Tuesday, November 6, 2012

New South Wales Adopts Cloud-Seeding Program

Weather modification, close cousin of geoengineering, received a boost recently in the Australian state of New South Wales (NSW), where the State Parliament has officially adopted a cloud-seeding program intended to enhance snowfall in the Snowy Mountains.  Parliamentarians hope that more snow  will bolster the local ski industry and increase water resources.  This new legislation follows field trials that are believed to have augmented snowfall by fourteen percent.  Similar programs have been implemented in Rocky Mountain states and provinces in North America.

Monday, November 5, 2012

LC/LP Joins in Condemnation of Haida Experiment

At the conclusion of joint meetings held in London last week, parties to the London Convention/London Protocol released a statement condemning the recent Haida Salmon Restoration Corporation (HSRC) ocean fertilization experiments off British Columbia: "The Parties to the London Convention and London Protocol (LC/LP) express grave concern regarding the deliberate ocean fertilization activity that was recently reported to have been carried out in July of 2012 in waters off the Canadian west coast."  The statement received unanimous backing, including from Canada and the US.
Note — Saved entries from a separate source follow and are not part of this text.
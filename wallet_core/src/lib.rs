//! Tessera wallet engine.
//!
//! A stateful UTXO wallet on top of a remote ledger node:
//! - Pluggable secret managers (mnemonic, seed, password vault, hardware)
//! - Accounts with public and internal address chains
//! - Balance computation over spendable, locked and conditional outputs
//! - Input selection, transaction building, signing and submission
//! - Ledger synchronization with reattachment of stuck transactions
//! - Output consolidation, claiming and native token / NFT / alias minting
//! - Encrypted backup and restore, events and a serialized command interface

pub mod account;
pub mod backup;
pub mod balance;
pub(crate) mod background;
pub mod builder;
pub mod command;
pub mod config;
pub(crate) mod context;
pub mod error;
pub mod events;
pub mod input_selection;
pub mod keystore;
pub(crate) mod locks;
pub mod secret;
pub mod shutdown;
pub mod transaction;
pub mod unlock;
pub mod wallet;

pub use account::{Account, SyncPhase};
pub use balance::{Balance, BaseCoinBalance, ConditionalOutput, NativeTokenBalance};
pub use builder::WalletBuilder;
pub use command::{AccountMethod, Command, Response};
pub use config::{SyncOptions, WalletConfig};
pub use error::{ErrorKind, WalletError};
pub use events::{
    EventFilter, Listener, SubscriptionId, TransactionProgress, WalletEvent, WalletEventKind,
};
pub use keystore::{
    decrypt_keystore, encrypt_keystore, load_keystore, save_keystore, KdfParams, KeystoreFile,
};
pub use secret::{
    HardwareSecretManager, MnemonicPhrase, Password, SecretManage, SecretManager,
    SecretManagerKind, SeedSecretManager, SigningDevice, VaultSecretManager,
};
pub use transaction::{
    ClaimableOutput, CreateAliasParams, MintNativeTokenParams, MintNftParams,
    MintTokenTransaction, PreparedTransactionData, RemainderStrategy, SendAmountParams,
    SendNativeTokensParams, SendNftParams, SignedTransactionData, TransactionOptions,
};
pub use wallet::{AccountIdentifier, Wallet};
An attorney for HSRC and its parent Old Massett Village Council (OMVC) reacted with indignation.  "You know, this is a clash between big science and big NGOs, and village science and indigenous peoples," said Joe Spears.  He continued, "On a changing planet we need to have dialogue and discussion, you know.  Charles Darwin did not have a PhD, or he wasn't a tenured professor or he wasn't an NGO.  A lot of these are value judgments of people that have no understanding.  They're making statements.  It's irresponsible."

Thursday, November 1, 2012

Short List Announced in UK CCS Funding Competition

The UK Department of Energy and Climate Change (DECC) has announced four finalists in its £1 billion ($1.6 billion) CCS Commercialization Program funding competition, restructured and reintroduced earlier this year as the centerpiece of a national CCS Roadmap (see UK Relaunches CCS Policy, 4/16).  The finalists include:

  • Captain Clean Energy Project - A new 570 MW coal plant with pre-combustion capture in Grangemouth, Scotland, with offshore storage in depleted gas fields.
  • Peterhead - A 340 MW post-combustion retrofit to an existing gas plant in Peterhead, Scotland.
  • Teesside Low Carbon Project - A pre-combustion capture project linked to a coal gasification plant in England, with storage in both a depleted oil field and a saline aquifer.
  • White Rose Project - A new 304 MW coal-fired station with oxyfuel capture in North Yorkshire.
All shortlisted projects are fully integrated across the CCS value chain.  The Teesside and White Rose projects are also finalists for EU NER300 first round funding, although neither is considered a leading contender (see Update on NER300, 8/10).  Peterhead is on the NER300 reserve list for possible second round funding.  (The Don Valley project, a top NER300 candidate, was not submitted to the UK competition.)